- TASK OBJECTIVE -
Look below for the line containing "fn supports_graphics_capture(&self) ->"; from there, print each line exactly up to and including the line containing "pub fn new()", and stop.

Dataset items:
--------------------------------------------------
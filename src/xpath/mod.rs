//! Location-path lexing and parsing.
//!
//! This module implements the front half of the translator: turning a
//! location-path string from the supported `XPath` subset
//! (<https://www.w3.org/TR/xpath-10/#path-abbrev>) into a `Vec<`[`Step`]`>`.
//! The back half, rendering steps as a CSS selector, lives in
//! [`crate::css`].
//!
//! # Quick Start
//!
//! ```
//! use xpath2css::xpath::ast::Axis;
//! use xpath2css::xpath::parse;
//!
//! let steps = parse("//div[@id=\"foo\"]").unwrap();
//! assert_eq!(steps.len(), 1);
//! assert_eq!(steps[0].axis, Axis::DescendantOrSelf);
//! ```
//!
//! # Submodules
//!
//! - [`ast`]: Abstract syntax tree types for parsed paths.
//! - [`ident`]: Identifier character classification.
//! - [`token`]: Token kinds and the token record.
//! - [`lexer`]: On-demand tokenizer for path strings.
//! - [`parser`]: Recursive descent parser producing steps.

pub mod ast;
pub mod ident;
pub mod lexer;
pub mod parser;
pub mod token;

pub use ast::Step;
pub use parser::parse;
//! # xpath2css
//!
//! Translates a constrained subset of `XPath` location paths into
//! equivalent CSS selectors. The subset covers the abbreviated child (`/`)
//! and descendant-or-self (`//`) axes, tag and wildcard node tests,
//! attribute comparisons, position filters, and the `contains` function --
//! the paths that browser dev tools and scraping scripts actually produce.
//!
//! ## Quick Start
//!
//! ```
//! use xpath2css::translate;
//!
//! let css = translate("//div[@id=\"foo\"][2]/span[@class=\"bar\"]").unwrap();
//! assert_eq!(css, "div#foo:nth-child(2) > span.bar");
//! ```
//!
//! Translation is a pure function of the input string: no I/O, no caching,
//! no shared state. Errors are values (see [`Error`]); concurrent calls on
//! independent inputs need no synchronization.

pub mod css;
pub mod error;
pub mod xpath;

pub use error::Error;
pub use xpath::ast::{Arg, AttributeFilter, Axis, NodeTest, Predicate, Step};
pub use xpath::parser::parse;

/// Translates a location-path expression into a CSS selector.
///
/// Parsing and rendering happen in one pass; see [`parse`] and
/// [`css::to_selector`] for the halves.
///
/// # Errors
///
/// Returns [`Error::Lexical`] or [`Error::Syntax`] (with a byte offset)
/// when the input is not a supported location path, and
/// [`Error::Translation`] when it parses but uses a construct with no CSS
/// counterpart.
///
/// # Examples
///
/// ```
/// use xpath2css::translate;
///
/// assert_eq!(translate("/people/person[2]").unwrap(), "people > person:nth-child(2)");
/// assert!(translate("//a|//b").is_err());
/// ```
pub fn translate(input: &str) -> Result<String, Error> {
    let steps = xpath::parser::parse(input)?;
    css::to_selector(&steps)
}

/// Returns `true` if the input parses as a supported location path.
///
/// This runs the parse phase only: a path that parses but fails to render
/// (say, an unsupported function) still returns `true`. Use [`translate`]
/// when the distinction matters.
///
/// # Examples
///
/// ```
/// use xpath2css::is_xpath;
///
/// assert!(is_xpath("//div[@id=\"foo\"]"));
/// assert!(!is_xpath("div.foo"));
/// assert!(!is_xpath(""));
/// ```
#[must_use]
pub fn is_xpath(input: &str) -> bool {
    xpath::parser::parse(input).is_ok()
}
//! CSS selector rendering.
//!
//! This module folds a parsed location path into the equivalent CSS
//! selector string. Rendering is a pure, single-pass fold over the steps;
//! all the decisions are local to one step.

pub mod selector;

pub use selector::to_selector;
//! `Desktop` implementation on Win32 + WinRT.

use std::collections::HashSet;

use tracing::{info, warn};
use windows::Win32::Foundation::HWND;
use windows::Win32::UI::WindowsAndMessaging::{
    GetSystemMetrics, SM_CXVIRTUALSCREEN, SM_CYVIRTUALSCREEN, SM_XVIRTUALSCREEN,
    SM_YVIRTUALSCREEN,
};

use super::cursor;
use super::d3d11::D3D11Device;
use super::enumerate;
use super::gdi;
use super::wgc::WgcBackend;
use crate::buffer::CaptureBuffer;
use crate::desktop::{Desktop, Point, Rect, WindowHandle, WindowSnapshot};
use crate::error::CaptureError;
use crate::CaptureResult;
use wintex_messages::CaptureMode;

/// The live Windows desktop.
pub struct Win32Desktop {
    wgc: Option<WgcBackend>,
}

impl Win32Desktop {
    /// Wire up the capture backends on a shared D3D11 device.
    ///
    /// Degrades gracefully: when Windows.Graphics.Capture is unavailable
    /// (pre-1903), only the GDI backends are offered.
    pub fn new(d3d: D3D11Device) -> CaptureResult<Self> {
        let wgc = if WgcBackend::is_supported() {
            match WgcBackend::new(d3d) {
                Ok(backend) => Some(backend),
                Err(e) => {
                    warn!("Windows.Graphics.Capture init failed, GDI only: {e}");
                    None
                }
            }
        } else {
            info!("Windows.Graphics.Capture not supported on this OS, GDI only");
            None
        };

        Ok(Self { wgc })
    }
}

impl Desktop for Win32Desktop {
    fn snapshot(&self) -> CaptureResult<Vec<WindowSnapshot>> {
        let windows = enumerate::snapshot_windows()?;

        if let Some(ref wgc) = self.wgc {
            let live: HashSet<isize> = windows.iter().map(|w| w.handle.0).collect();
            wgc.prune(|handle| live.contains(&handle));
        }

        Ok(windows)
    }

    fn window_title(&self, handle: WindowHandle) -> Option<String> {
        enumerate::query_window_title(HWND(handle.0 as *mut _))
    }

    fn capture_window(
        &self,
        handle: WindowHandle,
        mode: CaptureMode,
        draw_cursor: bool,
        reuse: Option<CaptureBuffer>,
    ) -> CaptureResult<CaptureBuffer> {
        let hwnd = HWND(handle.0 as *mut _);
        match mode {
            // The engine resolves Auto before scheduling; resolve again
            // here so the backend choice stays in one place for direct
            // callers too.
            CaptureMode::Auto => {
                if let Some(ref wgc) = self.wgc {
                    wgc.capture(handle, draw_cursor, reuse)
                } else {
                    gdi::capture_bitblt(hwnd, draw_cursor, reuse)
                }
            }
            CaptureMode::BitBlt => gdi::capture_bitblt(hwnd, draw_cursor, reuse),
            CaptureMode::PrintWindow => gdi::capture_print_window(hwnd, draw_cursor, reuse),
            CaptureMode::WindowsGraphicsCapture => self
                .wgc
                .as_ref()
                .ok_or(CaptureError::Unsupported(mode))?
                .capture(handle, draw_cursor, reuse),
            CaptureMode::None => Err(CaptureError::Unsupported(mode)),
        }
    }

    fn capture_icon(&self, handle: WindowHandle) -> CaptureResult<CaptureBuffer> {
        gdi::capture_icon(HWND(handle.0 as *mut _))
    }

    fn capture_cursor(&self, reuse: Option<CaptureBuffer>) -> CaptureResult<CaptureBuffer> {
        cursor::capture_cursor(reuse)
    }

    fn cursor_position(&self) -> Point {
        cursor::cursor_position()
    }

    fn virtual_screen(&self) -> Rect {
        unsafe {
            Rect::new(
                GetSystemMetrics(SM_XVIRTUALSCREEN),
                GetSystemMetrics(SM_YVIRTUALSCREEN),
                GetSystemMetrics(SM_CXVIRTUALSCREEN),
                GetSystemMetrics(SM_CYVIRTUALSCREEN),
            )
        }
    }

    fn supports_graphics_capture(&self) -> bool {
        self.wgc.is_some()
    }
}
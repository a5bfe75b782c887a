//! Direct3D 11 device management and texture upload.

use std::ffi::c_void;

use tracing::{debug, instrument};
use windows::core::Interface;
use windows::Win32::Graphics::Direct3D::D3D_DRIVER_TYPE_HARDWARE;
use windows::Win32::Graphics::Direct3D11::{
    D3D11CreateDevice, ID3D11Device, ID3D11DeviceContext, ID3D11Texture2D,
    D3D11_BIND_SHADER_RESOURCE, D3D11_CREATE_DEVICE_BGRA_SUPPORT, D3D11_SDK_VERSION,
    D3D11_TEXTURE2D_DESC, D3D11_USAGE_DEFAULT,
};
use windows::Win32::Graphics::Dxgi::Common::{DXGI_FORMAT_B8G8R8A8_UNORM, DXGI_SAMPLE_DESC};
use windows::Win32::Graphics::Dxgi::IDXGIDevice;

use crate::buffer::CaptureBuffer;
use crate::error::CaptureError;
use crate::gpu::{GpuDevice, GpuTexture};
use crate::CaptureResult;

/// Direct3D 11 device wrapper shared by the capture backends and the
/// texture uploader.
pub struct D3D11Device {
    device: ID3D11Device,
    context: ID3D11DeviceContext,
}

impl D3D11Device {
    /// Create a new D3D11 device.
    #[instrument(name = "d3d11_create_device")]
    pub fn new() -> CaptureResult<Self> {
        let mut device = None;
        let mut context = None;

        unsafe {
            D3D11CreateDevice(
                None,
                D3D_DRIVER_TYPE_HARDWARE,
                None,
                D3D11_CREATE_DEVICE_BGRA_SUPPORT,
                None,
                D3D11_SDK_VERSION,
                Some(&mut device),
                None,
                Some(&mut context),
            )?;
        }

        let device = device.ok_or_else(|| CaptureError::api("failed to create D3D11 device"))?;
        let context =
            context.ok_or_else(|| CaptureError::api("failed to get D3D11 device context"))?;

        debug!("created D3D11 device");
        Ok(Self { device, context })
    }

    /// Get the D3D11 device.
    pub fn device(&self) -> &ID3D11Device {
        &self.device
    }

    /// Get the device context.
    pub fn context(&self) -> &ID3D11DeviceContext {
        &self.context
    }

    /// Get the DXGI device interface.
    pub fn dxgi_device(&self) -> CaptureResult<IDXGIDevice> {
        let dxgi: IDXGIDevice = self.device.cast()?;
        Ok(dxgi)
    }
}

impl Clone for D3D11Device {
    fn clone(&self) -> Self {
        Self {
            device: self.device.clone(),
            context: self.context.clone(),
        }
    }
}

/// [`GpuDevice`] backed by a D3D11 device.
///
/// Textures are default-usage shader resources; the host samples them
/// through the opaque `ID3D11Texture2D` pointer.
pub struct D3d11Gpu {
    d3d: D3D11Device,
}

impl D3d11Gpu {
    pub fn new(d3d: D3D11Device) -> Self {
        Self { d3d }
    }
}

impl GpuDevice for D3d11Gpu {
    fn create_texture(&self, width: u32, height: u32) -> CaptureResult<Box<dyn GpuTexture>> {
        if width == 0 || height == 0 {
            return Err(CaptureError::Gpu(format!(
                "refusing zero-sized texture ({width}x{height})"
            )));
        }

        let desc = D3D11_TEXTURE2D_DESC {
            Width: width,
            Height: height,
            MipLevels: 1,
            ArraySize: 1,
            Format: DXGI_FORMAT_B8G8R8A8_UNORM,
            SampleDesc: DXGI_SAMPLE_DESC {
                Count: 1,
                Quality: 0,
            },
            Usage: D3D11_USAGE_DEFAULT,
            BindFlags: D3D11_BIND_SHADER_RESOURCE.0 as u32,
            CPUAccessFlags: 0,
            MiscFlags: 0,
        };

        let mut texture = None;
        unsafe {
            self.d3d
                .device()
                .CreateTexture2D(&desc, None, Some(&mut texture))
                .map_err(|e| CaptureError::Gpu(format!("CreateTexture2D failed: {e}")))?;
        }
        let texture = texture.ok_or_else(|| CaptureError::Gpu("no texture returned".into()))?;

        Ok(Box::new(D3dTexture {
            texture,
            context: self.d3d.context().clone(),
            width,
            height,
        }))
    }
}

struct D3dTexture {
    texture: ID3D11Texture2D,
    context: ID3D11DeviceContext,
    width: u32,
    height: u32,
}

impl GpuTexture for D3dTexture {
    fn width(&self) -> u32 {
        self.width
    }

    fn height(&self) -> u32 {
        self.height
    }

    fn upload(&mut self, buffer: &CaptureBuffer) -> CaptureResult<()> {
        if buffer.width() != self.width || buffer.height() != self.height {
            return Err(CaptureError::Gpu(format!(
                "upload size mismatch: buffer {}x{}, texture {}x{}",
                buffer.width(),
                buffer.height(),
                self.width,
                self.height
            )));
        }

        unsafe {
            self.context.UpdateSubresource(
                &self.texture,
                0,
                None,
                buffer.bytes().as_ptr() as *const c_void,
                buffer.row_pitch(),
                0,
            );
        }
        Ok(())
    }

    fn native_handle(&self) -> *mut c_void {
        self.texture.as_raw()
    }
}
--------------------------------------------------
- WRITTEN REPLY -
    fn supports_graphics_capture(&self) -> bool {
        self.wgc.is_some()
    }
}
repository a5bfe75b782c887a
//! Direct3D 11 device management and texture upload.

use std::ffi::c_void;

use tracing::{debug, instrument};
use windows::core::Interface;
use windows::Win32::Graphics::Direct3D::D3D_DRIVER_TYPE_HARDWARE;
use windows::Win32::Graphics::Direct3D11::{
    D3D11CreateDevice, ID3D11Device, ID3D11DeviceContext, ID3D11Texture2D,
    D3D11_BIND_SHADER_RESOURCE, D3D11_CREATE_DEVICE_BGRA_SUPPORT, D3D11_SDK_VERSION,
    D3D11_TEXTURE2D_DESC, D3D11_USAGE_DEFAULT,
};
use windows::Win32::Graphics::Dxgi::Common::{DXGI_FORMAT_B8G8R8A8_UNORM, DXGI_SAMPLE_DESC};
use windows::Win32::Graphics::Dxgi::IDXGIDevice;

use crate::buffer::CaptureBuffer;
use crate::error::CaptureError;
use crate::gpu::{GpuDevice, GpuTexture};
use crate::CaptureResult;

/// Direct3D 11 device wrapper shared by the capture backends and the
/// texture uploader.
pub struct D3D11Device {
    device: ID3D11Device,
    context: ID3D11DeviceContext,
}

impl D3D11Device {
    /// Create a new D3D11 device.
    #[instrument(name = "d3d11_create_device")]
    pub fn new() -> CaptureResult<Self> {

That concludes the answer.